61. Packaging, Labeling, and Storage
• The aerosol is packaged as part of manufacturing
process.
• With other dosage forms, the product is completely
manufactured and then placed in the container.
• Most aerosol products have a protective cap that
fits snugly over valve and mounting cup.. WHY?
1. Protects the valve against contamination.

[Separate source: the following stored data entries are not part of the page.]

impl Matcher {
    /// Matcher requiring `equals` on the given fields.
    pub fn equals(fields: Payload) -> Self {
        Self {
            equals: fields,
            ..Self::default()
        }
    }

    /// Whether every condition is absent.
    pub fn is_empty(&self) -> bool {
        self.equals.is_empty()
            && self.contains.is_empty()
            && self.matches.is_empty()
            && self.any.is_empty()
    }

    /// Decode a legacy sequence guard.
    ///
    /// A mapping spelled with matcher keys is a full matcher; any other mapping
    /// is an `equals` expectation.
    pub fn from_guard(map: &Payload) -> Self {
        let is_matcher = !map.is_empty() && map.keys().all(|k| MATCHER_KEYS.contains(&k.as_str()));
        if is_matcher {
            if let Ok(matcher) = serde_json::from_value(Value::Object(map.clone())) {
                return matcher;
            }
        }
        Self::equals(map.clone())
    }

    /// Check every regex pattern compiles, recursing into `any`.
    pub fn validate(&self) -> anyhow::Result<()> {
        for entry in self.matches.iter() {
            if entry.regex.is_none() {
                let error = Regex::new(&entry.pattern).err().map(|e| e.to_string()).unwrap_or_default();
                anyhow::bail!("Invalid regex for '{}': {}", entry.field, error);
            }
        }
        for nested in &self.any {
            nested.validate()?;
        }
        Ok(())
    }
}

/// Field regexes of a matcher, compiled once when the matcher is decoded.
///
/// A pattern that fails to compile is kept with no regex and never matches.
#[derive(Debug, Clone, Default, Serialize, Deserialize)]
#[serde(from = "BTreeMap<String, String>", into = "BTreeMap<String, String>")]
pub struct FieldPatterns {
    entries: Vec<FieldPattern>,
}

#[derive(Debug, Clone)]
pub struct FieldPattern {
    pub field: String,
    pub pattern: String,
    pub regex: Option<Regex>,
}

impl FieldPatterns {
    pub fn is_empty(&self) -> bool {
        self.entries.is_empty()
    }

    /// Entries ordered by field name.
    pub fn iter(&self) -> std::slice::Iter<'_, FieldPattern> {
        self.entries.iter()
    }
}

impl PartialEq for FieldPatterns {
    fn eq(&self, other: &Self) -> bool {
        self.entries.len() == other.entries.len()
            && self
                .entries
                .iter()
                .zip(&other.entries)
                .all(|(a, b)| a.field == b.field && a.pattern == b.pattern)
    }
}

impl From<BTreeMap<String, String>> for FieldPatterns {
    fn from(patterns: BTreeMap<String, String>) -> Self {
        let entries = patterns
            .into_iter()
            .map(|(field, pattern)| FieldPattern {
                regex: Regex::new(&pattern).ok(),
                field,
                pattern,
            })
            .collect();
        Self { entries }
    }
}

impl From<FieldPatterns> for BTreeMap<String, String> {
    fn from(patterns: FieldPatterns) -> Self {
        patterns
            .entries
            .into_iter()
            .map(|e| (e.field, e.pattern))
            .collect()
    }
}

/// Shape of a remote call.
#[derive(Debug, Clone, Copy, PartialEq, Eq, Hash, Serialize, Deserialize)]
#[serde(rename_all = "snake_case")]
pub enum RpcShape {
    Unary,
    ClientStream,
    ServerStream,
    Bidirectional,
}

impl RpcShape {
    pub fn as_str(self) -> &'static str {
        match self {
            RpcShape::Unary => "unary",
            RpcShape::ClientStream => "client_stream",
            RpcShape::ServerStream => "server_stream",
            RpcShape::Bidirectional => "bidirectional",
        }
    }

    /// Whether the client sends a stream of messages.
    pub fn client_streams(self) -> bool {
        matches!(self, RpcShape::ClientStream | RpcShape::Bidirectional)
    }
}

impl std::fmt::Display for RpcShape {
    fn fmt(&self, f: &mut std::fmt::Formatter<'_>) -> std::fmt::Result {
        f.write_str(self.as_str())
    }
}

impl std::str::FromStr for RpcShape {
    type Err = anyhow::Error;

    fn from_str(s: &str) -> Result<Self, Self::Err> {
        match s {
            "unary" => Ok(RpcShape::Unary),
            "client_stream" => Ok(RpcShape::ClientStream),
            "server_stream" => Ok(RpcShape::ServerStream),
            "bidirectional" | "bidi" => Ok(RpcShape::Bidirectional),
            other => anyhow::bail!("Unknown rpc shape: {}", other),
        }
    }
}

/// Final status of a call or stream.
#[derive(Debug, Clone, Default, PartialEq, Eq, Serialize, Deserialize)]
pub struct Status {
    /// gRPC code name or number (`"NOT_FOUND"`, `"5"`)
    #[serde(default, deserialize_with = "code_from_any")]
    pub code: String,

    /// Status message
    #[serde(default)]
    pub message: String,
}

impl Status {
    pub fn new(code: impl Into<String>, message: impl Into<String>) -> Self {
        Self {
            code: code.into(),
            message: message.into(),
        }
    }

    fn from_map(map: &Payload) -> Self {
        Self {
            code: map.get("code").map(scalar_string).unwrap_or_default(),
            message: map.get("message").map(scalar_string).unwrap_or_default(),
        }
    }
}

fn code_from_any<'de, D>(deserializer: D) -> Result<String, D::Error>
where
    D: Deserializer<'de>,
{
    let value = Value::deserialize(deserializer)?;
    Ok(scalar_string(&value))
}

fn scalar_string(value: &Value) -> String {
    match value {
        Value::Null => String::new(),
        Value::String(s) => s.clone(),
        other => other.to_string(),
    }
}

/// One output alternative of a stub.
///
/// Keeps the raw mapping for serialization and the dialect decoded from it.
#[derive(Debug, Clone, Serialize, Deserialize)]
#[serde(from = "Payload", into = "Payload")]
pub struct Output {
    raw: Payload,
    kind: OutputKind,
    issues: Vec<String>,
}

/// Output dialect, checked in the order `data`, `stream`, `sequence`.
#[derive(Debug, Clone, PartialEq)]
pub enum OutputKind {
    /// A single terminal payload
    Data(Payload),
    /// Ordered send/delay/end steps
    Stream(Vec<StreamStep>),
    /// Legacy guarded sequence
    Sequence(Vec<SequenceItem>),
    /// No known dialect; skipped at execution
    Unrecognized,
}

/// A single stream step.
#[derive(Debug, Clone, PartialEq)]
pub enum StreamStep {
    Send(Payload),
    Delay(Duration),
    End(Status),
}

/// Item of the legacy `sequence` dialect.
#[derive(Debug, Clone, Default, PartialEq)]
pub struct SequenceItem {
    /// Guard evaluated against the first request (or headers)
    pub guard: Option<Matcher>,
    pub stream: Vec<StreamStep>,
    pub send_each: Option<SendEach>,
    /// Terminal payload
    pub data: Option<Payload>,
    /// Terminal status, only used together with `data`
    pub status: Option<Status>,
}

/// Replay one message per received request.
#[derive(Debug, Clone, PartialEq)]
pub struct SendEach {
    pub message: Payload,
    pub delay: Option<Duration>,
}

impl Output {
    /// The decoded dialect.
    pub fn kind(&self) -> &OutputKind {
        &self.kind
    }

    /// Problems found while decoding (malformed steps, bad delays).
    pub fn issues(&self) -> &[String] {
        &self.issues
    }

    pub fn data(payload: Payload) -> Self {
        let mut raw = Payload::new();
        raw.insert("data".to_string(), Value::Object(payload));
        Self::from(raw)
    }
}

impl From<Payload> for Output {
    fn from(raw: Payload) -> Self {
        let mut issues = Vec::new();
        let kind = decode_output(&raw, &mut issues);
        Self { raw, kind, issues }
    }
}

impl From<Output> for Payload {
    fn from(output: Output) -> Self {
        output.raw
    }
}

fn decode_output(raw: &Payload, issues: &mut Vec<String>) -> OutputKind {
    if let Some(Value::Object(data)) = raw.get("data") {
        return OutputKind::Data(data.clone());
    }
    if let Some(Value::Array(steps)) = raw.get("stream") {
        return OutputKind::Stream(decode_steps(steps, issues));
    }
    if let Some(Value::Array(items)) = raw.get("sequence") {
        let items = items
            .iter()
            .enumerate()
            .filter_map(|(i, item)| match item {
                Value::Object(map) => Some(decode_sequence_item(map, issues)),
                _ => {
                    issues.push(format!("sequence item {} is not a mapping", i));
                    None
                }
            })
            .collect();
        return OutputKind::Sequence(items);
    }
    issues.push("no data, stream or sequence key".to_string());
    OutputKind::Unrecognized
}

fn decode_steps(steps: &[Value], issues: &mut Vec<String>) -> Vec<StreamStep> {
    let mut decoded = Vec::with_capacity(steps.len());
    for (i, step) in steps.iter().enumerate() {
        let Value::Object(map) = step else {
            issues.push(format!("stream step {} is not a mapping", i));
            continue;
        };

        if let Some(Value::Object(send)) = map.get("send") {
            decoded.push(StreamStep::Send(send.clone()));
            continue;
        }

        let delay = map.get("delay").map(scalar_string).unwrap_or_default();
        if !delay.is_empty() {
            match parse_duration(&delay) {
                Ok(d) => decoded.push(StreamStep::Delay(d)),
                Err(e) => issues.push(format!("stream step {}: delay '{}': {}", i, delay, e)),
            }
            continue;
        }

        if let Some(Value::Object(end)) = map.get("end") {
            decoded.push(StreamStep::End(Status::from_map(end)));
            continue;
        }

        issues.push(format!("stream step {} has no send, delay or end", i));
    }
    decoded
}

fn decode_sequence_item(map: &Payload, issues: &mut Vec<String>) -> SequenceItem {
    let mut item = SequenceItem::default();

    if let Some(Value::Object(guard)) = map.get("match") {
        item.guard = Some(Matcher::from_guard(guard));
    }
    if let Some(Value::Array(steps)) = map.get("stream") {
        item.stream = decode_steps(steps, issues);
    }
    if let Some(Value::Object(se)) = map.get("sendEach") {
        let message = match se.get("message") {
            Some(Value::Object(m)) => m.clone(),
            _ => Payload::new(),
        };
        let delay = se.get("delay").map(scalar_string).unwrap_or_default();
        let delay = if delay.is_empty() {
            None
        } else {
            match parse_duration(&delay) {
                Ok(d) => Some(d),
                Err(e) => {
                    issues.push(format!("sendEach delay '{}': {}", delay, e));
                    None
                }
            }
        };
        item.send_each = Some(SendEach { message, delay });
    }
    if let Some(Value::Object(data)) = map.get("data") {
        item.data = Some(data.clone());
    }
    if let Some(Value::Object(status)) = map.get("status") {
        item.status = Some(Status::from_map(status));
    }

    item
}

/// Error parsing a duration string.
#[derive(Debug, Clone, PartialEq, Eq, Error)]
pub enum DurationError {
    #[error("empty duration")]
    Empty,
    #[error("invalid duration")]
    Invalid,
    #[error("missing unit in duration")]
    MissingUnit,
    #[error("unknown unit '{0}' in duration")]
    UnknownUnit(String),
    #[error("negative duration")]
    Negative,
    #[error("duration out of range")]
    Overflow,
}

2. Serves a decorative function.

62. • For safety, labels must warn users:
1. Not to puncture pressurized containers,
2. Not to use or store them near heat or open flame,
3. Not to incinerate.. WHY?
Exposure to temperatures > 120°F may cause the
aerosol container to burst.
4. Most medications in aerosol containers are intended
for use at ambient room temp (15 - 30°C) (36 - 86°F).
5. Shake before use.
6. Hold at the proper angle and/or distance from the
target.
7. Should be maintained with the protective caps in
place to prevent accidental activation of the valve
assembly or its contamination.

63. Proper Use of Aerosols
• Using the metered aerosols as a model, the
pharmacist should demonstrate:
1. How the inhaler is assembled, stored and cleaned.
2. Whether the inhaler requires shaking before use.
3. How to hold it so that the aerosol canister is up
side down.
4. The coordination between inhalation (after
exhaling as completely as possible) and pressing
down the inhaler to release one dose.
5. Holding patient breath for several seconds to gain
the maximum benefit from the medication.